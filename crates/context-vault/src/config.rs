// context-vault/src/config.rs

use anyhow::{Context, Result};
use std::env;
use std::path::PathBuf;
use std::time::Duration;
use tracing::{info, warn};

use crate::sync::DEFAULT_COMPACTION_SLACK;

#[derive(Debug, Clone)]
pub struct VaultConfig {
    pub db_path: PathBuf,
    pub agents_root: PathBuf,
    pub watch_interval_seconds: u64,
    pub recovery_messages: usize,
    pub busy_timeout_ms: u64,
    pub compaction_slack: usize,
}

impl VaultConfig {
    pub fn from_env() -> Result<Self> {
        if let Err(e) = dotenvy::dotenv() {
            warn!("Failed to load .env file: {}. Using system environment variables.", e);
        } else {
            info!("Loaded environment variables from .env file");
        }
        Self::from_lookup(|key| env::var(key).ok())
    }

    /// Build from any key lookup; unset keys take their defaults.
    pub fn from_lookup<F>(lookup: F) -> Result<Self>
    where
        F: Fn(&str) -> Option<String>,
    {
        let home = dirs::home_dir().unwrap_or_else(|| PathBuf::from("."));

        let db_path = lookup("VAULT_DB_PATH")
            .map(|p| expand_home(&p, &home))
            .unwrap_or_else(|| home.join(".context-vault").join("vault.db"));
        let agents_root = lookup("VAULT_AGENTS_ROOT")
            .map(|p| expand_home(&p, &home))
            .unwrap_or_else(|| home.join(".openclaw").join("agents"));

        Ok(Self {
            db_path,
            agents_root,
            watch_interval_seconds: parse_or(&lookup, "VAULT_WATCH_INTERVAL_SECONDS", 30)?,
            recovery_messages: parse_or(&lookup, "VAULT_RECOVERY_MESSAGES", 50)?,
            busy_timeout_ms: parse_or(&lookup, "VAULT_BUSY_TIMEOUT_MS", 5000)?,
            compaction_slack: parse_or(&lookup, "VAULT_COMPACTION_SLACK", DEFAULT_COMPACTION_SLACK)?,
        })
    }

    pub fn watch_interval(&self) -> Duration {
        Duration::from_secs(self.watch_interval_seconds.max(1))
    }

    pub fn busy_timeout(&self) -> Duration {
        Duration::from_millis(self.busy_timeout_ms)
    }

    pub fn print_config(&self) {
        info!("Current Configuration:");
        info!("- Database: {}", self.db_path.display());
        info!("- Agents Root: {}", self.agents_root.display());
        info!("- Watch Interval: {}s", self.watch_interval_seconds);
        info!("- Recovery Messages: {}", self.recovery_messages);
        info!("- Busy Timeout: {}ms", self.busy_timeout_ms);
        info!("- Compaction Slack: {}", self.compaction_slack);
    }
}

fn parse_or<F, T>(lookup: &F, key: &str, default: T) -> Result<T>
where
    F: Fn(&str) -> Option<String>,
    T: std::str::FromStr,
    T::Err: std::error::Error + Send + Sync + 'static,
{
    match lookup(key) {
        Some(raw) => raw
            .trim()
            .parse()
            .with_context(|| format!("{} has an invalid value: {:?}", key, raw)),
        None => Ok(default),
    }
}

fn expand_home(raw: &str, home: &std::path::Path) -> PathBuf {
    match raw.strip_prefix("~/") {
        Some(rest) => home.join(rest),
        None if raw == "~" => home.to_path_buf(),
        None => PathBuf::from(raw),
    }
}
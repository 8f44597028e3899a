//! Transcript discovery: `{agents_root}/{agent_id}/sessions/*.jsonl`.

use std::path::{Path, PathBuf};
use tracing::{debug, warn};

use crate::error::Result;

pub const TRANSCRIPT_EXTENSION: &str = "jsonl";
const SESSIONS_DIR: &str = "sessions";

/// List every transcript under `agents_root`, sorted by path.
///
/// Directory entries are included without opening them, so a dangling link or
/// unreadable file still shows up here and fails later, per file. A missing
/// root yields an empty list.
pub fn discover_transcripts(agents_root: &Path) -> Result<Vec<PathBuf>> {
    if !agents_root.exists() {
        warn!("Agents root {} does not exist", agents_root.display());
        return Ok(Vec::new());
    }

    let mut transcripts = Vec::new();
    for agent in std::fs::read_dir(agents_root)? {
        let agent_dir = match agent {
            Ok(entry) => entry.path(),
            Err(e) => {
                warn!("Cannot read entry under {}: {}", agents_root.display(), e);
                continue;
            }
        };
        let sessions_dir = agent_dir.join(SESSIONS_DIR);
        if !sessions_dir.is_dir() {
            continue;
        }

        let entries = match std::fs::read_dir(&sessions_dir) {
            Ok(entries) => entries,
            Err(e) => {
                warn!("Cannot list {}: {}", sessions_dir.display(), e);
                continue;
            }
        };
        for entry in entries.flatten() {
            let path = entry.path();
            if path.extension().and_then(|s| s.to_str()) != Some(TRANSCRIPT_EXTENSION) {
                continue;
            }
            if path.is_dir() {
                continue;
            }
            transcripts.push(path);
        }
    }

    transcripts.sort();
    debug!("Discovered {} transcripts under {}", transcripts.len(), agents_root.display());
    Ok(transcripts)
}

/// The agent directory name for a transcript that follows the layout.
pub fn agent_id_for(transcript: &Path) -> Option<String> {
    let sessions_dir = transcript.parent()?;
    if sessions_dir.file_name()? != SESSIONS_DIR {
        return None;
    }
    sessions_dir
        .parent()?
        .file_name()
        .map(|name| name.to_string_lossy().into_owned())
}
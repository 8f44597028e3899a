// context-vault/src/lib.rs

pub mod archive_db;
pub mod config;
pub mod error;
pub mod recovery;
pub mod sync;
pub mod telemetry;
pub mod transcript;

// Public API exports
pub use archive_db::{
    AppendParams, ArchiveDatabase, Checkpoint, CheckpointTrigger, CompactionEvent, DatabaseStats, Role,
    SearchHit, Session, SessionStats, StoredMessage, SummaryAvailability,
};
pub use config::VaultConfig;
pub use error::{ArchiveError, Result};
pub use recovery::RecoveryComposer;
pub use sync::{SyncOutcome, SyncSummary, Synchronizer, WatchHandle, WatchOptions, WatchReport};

++++++

## GOAL OF THE EXERCISE
Repeat exactly the lines of the listing from its first line through the line that holds "pub fn busy_timeout(&self)". Nothing else should appear.

## RESPONSE BOX
filename crates/context-vault/src/config.rs
// context-vault/src/config.rs

use anyhow::{Context, Result};
use std::env;
use std::path::PathBuf;
use std::time::Duration;
use tracing::{info, warn};

use crate::sync::DEFAULT_COMPACTION_SLACK;

#[derive(Debug, Clone)]
pub struct VaultConfig {
    pub db_path: PathBuf,
    pub agents_root: PathBuf,
    pub watch_interval_seconds: u64,
    pub recovery_messages: usize,
    pub busy_timeout_ms: u64,
    pub compaction_slack: usize,
}

impl VaultConfig {
    pub fn from_env() -> Result<Self> {
        if let Err(e) = dotenvy::dotenv() {
            warn!("Failed to load .env file: {}. Using system environment variables.", e);
        } else {
            info!("Loaded environment variables from .env file");
        }
        Self::from_lookup(|key| env::var(key).ok())
    }

    /// Build from any key lookup; unset keys take their defaults.
    pub fn from_lookup<F>(lookup: F) -> Result<Self>
    where
        F: Fn(&str) -> Option<String>,
    {
        let home = dirs::home_dir().unwrap_or_else(|| PathBuf::from("."));

        let db_path = lookup("VAULT_DB_PATH")
            .map(|p| expand_home(&p, &home))
            .unwrap_or_else(|| home.join(".context-vault").join("vault.db"));
        let agents_root = lookup("VAULT_AGENTS_ROOT")
            .map(|p| expand_home(&p, &home))
            .unwrap_or_else(|| home.join(".openclaw").join("agents"));

        Ok(Self {
            db_path,
            agents_root,
            watch_interval_seconds: parse_or(&lookup, "VAULT_WATCH_INTERVAL_SECONDS", 30)?,
            recovery_messages: parse_or(&lookup, "VAULT_RECOVERY_MESSAGES", 50)?,
            busy_timeout_ms: parse_or(&lookup, "VAULT_BUSY_TIMEOUT_MS", 5000)?,
            compaction_slack: parse_or(&lookup, "VAULT_COMPACTION_SLACK", DEFAULT_COMPACTION_SLACK)?,
        })
    }

    pub fn watch_interval(&self) -> Duration {
        Duration::from_secs(self.watch_interval_seconds.max(1))
    }

    pub fn busy_timeout(&self) -> Duration {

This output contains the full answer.